Cameroonian filmmaker Dikongué-Pipa’s 1975 debut feature, Muna moto, is a gem of cinema that—because of the structural problems and fundamental biases that govern the domestic and global distribution of African films—has taken a very long time to reach audiences. After premiering at the Venice Film Festival, the movie won a top award at each of Africa’s two most important film showcases: the Étalon de Yennenga at the Pan African Film Festival of Ouagadougou (FESPACO), in Burkina Faso, and the Tanit d’argent at the Carthage Film Festival (JCC), in Tunisia. However, Muna moto was not properly celebrated in Cameroon itself and did not circulate widely elsewhere.
Dikongué-Pipa’s overarching project as a filmmaker is to explore ways in which the cinematic medium can be remolded into an African visual language, however broadly understood: how can cinema be made to speak African cultural forms? He believes that every cinematic tradition is at its best when it articulates a particular sense of and draws its strength from a culture, almost as if permission must be granted to the filmmaker by the culture—which he must celebrate as well as critique for its abuses. Muna moto is his manifesto on the deployment of the language of cinema: its nature, its expressive possibilities, and its capacities to bring about radical social change and expand the horizons of what can be felt by humans. With it, the filmmaker interrogates the viewer on a multitude of levels, from the straightforward to the esoteric, abstract, metaphysical, and poetic, as well as the political, cultural, economic, and social.

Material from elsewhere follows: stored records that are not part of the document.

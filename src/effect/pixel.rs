// Per-pixel (direct) effects
//
// These write straight into the LED array and bypass the compositor's
// raster sampling. All blending goes through `Rgb::mix_toward`, which
// clamps, so channel values stay in range over any number of ticks.

use rand::Rng;

use crate::color::Rgb;
use crate::geometry::{GridLayout, LedPoint};

// ── Sparkle ──────────────────────────────────────────────────────────

#[derive(Debug, Clone, Copy)]
pub struct SparkleParams {
    /// Per-LED chance of flashing to the spark color this tick.
    pub chance: f64,
    pub spark: Rgb,
    pub background: Rgb,
    /// Blend ratio toward the background for non-sparking LEDs.
    pub mix: f32,
}

pub const SPARKLE: SparkleParams = SparkleParams {
    chance: 0.02,
    spark: Rgb::new(1.0, 0.95, 0.8),
    background: Rgb::new(0.0, 0.02, 0.10),
    mix: 0.10,
};

/// Each LED independently flashes with a small probability; everything
/// else decays exponentially toward the background.
pub fn sparkle(leds: &mut [LedPoint], rng: &mut impl Rng, params: &SparkleParams) {
    for led in leds {
        if rng.random_bool(params.chance) {
            led.color = params.spark;
        } else {
            led.color = led.color.mix_toward(params.background, params.mix);
        }
    }
}

// ── Hue sweep ────────────────────────────────────────────────────────

/// Degrees the cursor advances per step.
const HUE_STEP: f32 = 2.0;
/// Wall-clock interval between cursor steps, independent of tick rate.
const HUE_STEP_INTERVAL_MS: u64 = 50;
/// Hue offset between neighboring LED indices.
const HUE_SPREAD: f32 = 1.4;
/// Accent flash probability per tick, out of 255.
const ACCENT_CHANCE: u32 = 80;
const ACCENT: Rgb = Rgb::WHITE;

#[derive(Debug, Clone, Copy, Default)]
pub struct HueSweepState {
    pub cursor: f32,
    pub last_step_ms: u64,
}

/// Traveling rainbow: a global hue cursor stepped on a wall-clock
/// interval, offset per LED index. Occasionally one random LED is
/// flashed to the accent color.
pub fn hue_sweep(
    leds: &mut [LedPoint],
    state: &mut HueSweepState,
    now_ms: u64,
    rng: &mut impl Rng,
) {
    if now_ms.saturating_sub(state.last_step_ms) >= HUE_STEP_INTERVAL_MS {
        state.cursor = (state.cursor + HUE_STEP) % 360.0;
        state.last_step_ms = now_ms;
    }
    for (i, led) in leds.iter_mut().enumerate() {
        led.color = Rgb::from_hsv(state.cursor + i as f32 * HUE_SPREAD, 1.0, 1.0);
    }
    if !leds.is_empty() && rng.random_range(0..255u32) < ACCENT_CHANCE {
        let i = rng.random_range(0..leds.len());
        leds[i].color = ACCENT;
    }
}

// ── Chase / fade family ──────────────────────────────────────────────

/// One algorithm, several dressings: palette colors are assigned to
/// blocks of `stride` LEDs starting at a moving offset, and a shared fade
/// level breathes the whole pattern. When the fade hits zero the offset
/// advances one LED (mod stride) and the fade resets, so the pattern
/// crawls along the strip.
#[derive(Debug, Clone, Copy)]
pub struct ChaseParams {
    pub palette: &'static [Rgb],
    pub stride: usize,
    /// Fade decrement per tick, in [0, 1].
    pub decay: f32,
}

pub const CANDY_PALETTE: [Rgb; 2] = [Rgb::new(1.0, 0.0, 0.0), Rgb::new(1.0, 1.0, 1.0)];
pub const EMBER_PALETTE: [Rgb; 3] = [
    Rgb::new(1.0, 0.35, 0.0),
    Rgb::new(1.0, 0.8, 0.1),
    Rgb::new(0.6, 0.05, 0.0),
];

pub const CANDY_CHASE: ChaseParams = ChaseParams {
    palette: &CANDY_PALETTE,
    stride: 5,
    decay: 0.05,
};

pub const EMBER_CHASE: ChaseParams = ChaseParams {
    palette: &EMBER_PALETTE,
    stride: 3,
    decay: 0.02,
};

#[derive(Debug, Clone, Copy)]
pub struct ChaseState {
    pub offset: usize,
    pub fade: f32,
}

impl Default for ChaseState {
    fn default() -> Self {
        Self { offset: 0, fade: 1.0 }
    }
}

pub fn chase(leds: &mut [LedPoint], state: &mut ChaseState, params: &ChaseParams) {
    state.fade -= params.decay;
    if state.fade <= 0.0 {
        state.fade = 1.0;
        state.offset = (state.offset + 1) % params.stride.max(1);
    }
    for (i, led) in leds.iter_mut().enumerate() {
        let block = (i + state.offset) / params.stride.max(1);
        led.color = params.palette[block % params.palette.len()].scale(state.fade);
    }
}

// ── Row highlight ────────────────────────────────────────────────────

/// How long each row stays current.
const ROW_HOLD_MS: u64 = 250;
/// Per-tick decay toward black for every LED.
const ROW_DECAY: f32 = 0.18;

#[derive(Debug, Clone, Copy)]
pub struct RowHighlightState {
    pub color: Rgb,
    pub last_row: usize,
}

impl Default for RowHighlightState {
    fn default() -> Self {
        Self {
            color: Rgb::WHITE,
            last_row: 0,
        }
    }
}

/// A band of four rows sweeps the grid, derived from wall-clock time
/// modulo the row count. Everything decays toward black; the band color
/// is re-randomized each time the row counter wraps to zero.
pub fn row_highlight(
    leds: &mut [LedPoint],
    state: &mut RowHighlightState,
    layout: &GridLayout,
    now_ms: u64,
    rng: &mut impl Rng,
) {
    let rows = layout.rows().max(1);
    let row = (now_ms / ROW_HOLD_MS) as usize % rows;
    if row < state.last_row {
        state.color = Rgb::from_hsv(rng.random_range(0.0..360.0), 1.0, 1.0);
    }
    state.last_row = row;

    let band = row.saturating_sub(1)..=(row + 2).min(rows - 1);
    for (i, led) in leds.iter_mut().enumerate() {
        let physical = layout.physical_row(i);
        if band.contains(&physical) {
            led.color = state.color;
        } else {
            led.color = led.color.mix_toward(Rgb::BLACK, ROW_DECAY);
        }
    }
}

#[cfg(test)]
mod tests {
    use super::*;
    use rand::rngs::StdRng;
    use rand::SeedableRng;

    fn led_array(n: usize) -> Vec<LedPoint> {
        vec![LedPoint::default(); n]
    }

    fn in_range(c: Rgb) -> bool {
        [c.r, c.g, c.b].iter().all(|v| (0.0..=1.0).contains(v))
    }

    #[test]
    fn test_sparkle_colors_stay_in_range() {
        let mut rng = StdRng::seed_from_u64(11);
        let mut leds = led_array(200);
        for _ in 0..2_000 {
            sparkle(&mut leds, &mut rng, &SPARKLE);
            assert!(leds.iter().all(|l| in_range(l.color)));
        }
        // With a 2% chance over 200 LEDs x 2000 ticks some sparks landed,
        // and decayed LEDs sit near the background
        assert!(leds.iter().any(|l| l.color.b > l.color.r));
    }

    #[test]
    fn test_hue_sweep_steps_on_wall_clock() {
        let mut rng = StdRng::seed_from_u64(5);
        let mut leds = led_array(10);
        let mut state = HueSweepState::default();
        hue_sweep(&mut leds, &mut state, 0, &mut rng);
        let first = state.cursor;
        // 20ms later: same step window, cursor unchanged
        hue_sweep(&mut leds, &mut state, 20, &mut rng);
        assert_eq!(state.cursor, first);
        // Past the interval the cursor advances exactly one step
        hue_sweep(&mut leds, &mut state, 60, &mut rng);
        assert_eq!(state.cursor, first + HUE_STEP);
    }

    #[test]
    fn test_chase_fade_cycle_advances_offset() {
        let mut leds = led_array(30);
        let mut state = ChaseState::default();
        // 0.05 decay: fade hits zero after ~20 ticks and the offset advances
        let mut ticks = 0;
        while state.offset == 0 {
            chase(&mut leds, &mut state, &CANDY_CHASE);
            ticks += 1;
            assert!(ticks < 30);
        }
        assert!((19..=21).contains(&ticks));
        assert_eq!(state.offset, 1);
        assert_eq!(state.fade, 1.0);
        // Offset wraps mod stride
        for _ in 0..(20 * CANDY_CHASE.stride) {
            chase(&mut leds, &mut state, &CANDY_CHASE);
        }
        assert!(state.offset < CANDY_CHASE.stride);
    }

    #[test]
    fn test_chase_assigns_palette_in_blocks() {
        let mut leds = led_array(10);
        let mut state = ChaseState { offset: 0, fade: 1.0 };
        chase(&mut leds, &mut state, &CANDY_CHASE);
        // After one tick fade is 0.95; blocks of 5 alternate palette colors
        let red = CANDY_PALETTE[0].scale(state.fade);
        let white = CANDY_PALETTE[1].scale(state.fade);
        assert_eq!(leds[0].color, red);
        assert_eq!(leds[4].color, red);
        assert_eq!(leds[5].color, white);
        assert_eq!(leds[9].color, white);
    }

    #[test]
    fn test_row_highlight_band_and_decay() {
        let layout = GridLayout::default();
        let n = layout.strips * layout.strip_len;
        let mut leds = led_array(n);
        let mut state = RowHighlightState::default();
        let mut rng = StdRng::seed_from_u64(2);

        // Row 2 current: band rows 1..=4 lit in every strip
        row_highlight(&mut leds, &mut state, &layout, 2 * 250, &mut rng);
        for (i, led) in leds.iter().enumerate() {
            let r = layout.physical_row(i);
            if (1..=4).contains(&r) {
                assert_eq!(led.color, state.color);
            } else {
                assert_eq!(led.color, Rgb::BLACK);
            }
        }
    }

    #[test]
    fn test_row_highlight_rerandomizes_on_wrap() {
        let layout = GridLayout::default();
        let mut leds = led_array(layout.strips * layout.strip_len);
        let mut state = RowHighlightState::default();
        let mut rng = StdRng::seed_from_u64(8);

        let rows = layout.rows() as u64;
        row_highlight(&mut leds, &mut state, &layout, (rows - 1) * 250, &mut rng);
        let before = state.color;
        // Wrap back to row 0: new random color
        row_highlight(&mut leds, &mut state, &layout, rows * 250, &mut rng);
        assert_ne!(state.color, before);
    }
}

The story of Muna moto, whose English title is The Child of Another, is a relatively simple one. Two young Duala people who live in the same village, Ngando (David Endene) and Ndomé (Arlette Din Bell), love each other and wish to marry. While Ndomé’s family initially accepts their love, Ngando’s inability to gather the enormous amount of money necessary for the dowry gets in the couple’s way. He requests help from his uncle Mbongo (Abia Moukoko)—who, by custom, has inherited Ngando’s father’s household, wife and children included—hoping that his uncle will embrace the dutiful fatherly role. But instead, Mbongo competes with his nephew for Ndomé, with whom he hopes to finally have a child of his own, and, in a memorably acerbic, drunken scene, accuses all five of his current wives of infertility. The drama of the film revolves around this competition, as well as the forceful resistance that Ngando and Ndomé put up against a system that seems to conspire against them. Ultimately, Mbongo will succeed in taking over both Ndomé and the child she conceived out of wedlock with Ngando, her love. Unable to bear his uncle’s imposture, Ngando finally attempts to steal the child during the sacred Ngondo celebration, meant to heal and renew the community and reconnect it with its history and identity.